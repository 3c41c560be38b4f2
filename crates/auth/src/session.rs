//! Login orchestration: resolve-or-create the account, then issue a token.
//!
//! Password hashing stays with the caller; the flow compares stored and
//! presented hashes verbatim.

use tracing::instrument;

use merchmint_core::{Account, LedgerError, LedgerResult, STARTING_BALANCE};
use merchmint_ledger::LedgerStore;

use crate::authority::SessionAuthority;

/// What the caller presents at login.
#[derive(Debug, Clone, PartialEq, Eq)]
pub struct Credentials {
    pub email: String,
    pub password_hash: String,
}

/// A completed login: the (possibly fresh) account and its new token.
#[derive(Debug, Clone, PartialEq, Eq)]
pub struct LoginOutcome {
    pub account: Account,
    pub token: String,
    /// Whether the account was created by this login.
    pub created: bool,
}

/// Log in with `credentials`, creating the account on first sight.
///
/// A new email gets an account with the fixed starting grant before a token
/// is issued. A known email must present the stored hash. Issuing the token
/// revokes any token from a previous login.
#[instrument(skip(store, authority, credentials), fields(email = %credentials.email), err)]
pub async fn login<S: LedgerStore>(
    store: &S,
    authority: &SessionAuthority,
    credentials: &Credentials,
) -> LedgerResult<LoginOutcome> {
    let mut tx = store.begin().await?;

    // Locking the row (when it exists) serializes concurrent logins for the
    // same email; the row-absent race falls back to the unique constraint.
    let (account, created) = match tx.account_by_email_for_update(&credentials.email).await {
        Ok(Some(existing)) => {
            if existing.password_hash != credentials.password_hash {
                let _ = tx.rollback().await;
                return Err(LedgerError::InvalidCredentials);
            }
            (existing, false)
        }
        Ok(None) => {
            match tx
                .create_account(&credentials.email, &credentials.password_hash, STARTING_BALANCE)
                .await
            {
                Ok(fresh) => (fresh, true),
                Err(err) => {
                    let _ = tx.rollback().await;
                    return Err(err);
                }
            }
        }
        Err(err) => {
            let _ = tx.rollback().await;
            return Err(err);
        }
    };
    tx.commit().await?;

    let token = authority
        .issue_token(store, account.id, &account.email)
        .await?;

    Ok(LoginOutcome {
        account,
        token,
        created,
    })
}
---+---
--- Problem description ---
Return all of the data above verbatim.

--- Answer to this task ---
repository 3c41c560be38b4f2
filename crates/auth/src/session.rs
//! Login orchestration: resolve-or-create the account, then issue a token.
//!
//! Password hashing stays with the caller; the flow compares stored and
//! presented hashes verbatim.

use tracing::instrument;

use merchmint_core::{Account, LedgerError, LedgerResult, STARTING_BALANCE};
use merchmint_ledger::LedgerStore;

use crate::authority::SessionAuthority;

/// What the caller presents at login.
#[derive(Debug, Clone, PartialEq, Eq)]
pub struct Credentials {
    pub email: String,
    pub password_hash: String,
}

/// A completed login: the (possibly fresh) account and its new token.
#[derive(Debug, Clone, PartialEq, Eq)]
pub struct LoginOutcome {
    pub account: Account,
    pub token: String,
    /// Whether the account was created by this login.
    pub created: bool,
}

/// Log in with `credentials`, creating the account on first sight.
///
/// A new email gets an account with the fixed starting grant before a token
/// is issued. A known email must present the stored hash. Issuing the token
/// revokes any token from a previous login.
#[instrument(skip(store, authority, credentials), fields(email = %credentials.email), err)]
pub async fn login<S: LedgerStore>(
    store: &S,
    authority: &SessionAuthority,
    credentials: &Credentials,
) -> LedgerResult<LoginOutcome> {
    let mut tx = store.begin().await?;

    // Locking the row (when it exists) serializes concurrent logins for the
    // same email; the row-absent race falls back to the unique constraint.
    let (account, created) = match tx.account_by_email_for_update(&credentials.email).await {
        Ok(Some(existing)) => {
            if existing.password_hash != credentials.password_hash {
                let _ = tx.rollback().await;
                return Err(LedgerError::InvalidCredentials);
            }
            (existing, false)
        }
        Ok(None) => {
            match tx
                .create_account(&credentials.email, &credentials.password_hash, STARTING_BALANCE)
                .await
            {
                Ok(fresh) => (fresh, true),
                Err(err) => {
                    let _ = tx.rollback().await;
                    return Err(err);
                }
            }
        }
        Err(err) => {
            let _ = tx.rollback().await;
            return Err(err);
        }
    };
    tx.commit().await?;

    let token = authority
        .issue_token(store, account.id, &account.email)
        .await?;

    Ok(LoginOutcome {
        account,
        token,
        created,
    })
}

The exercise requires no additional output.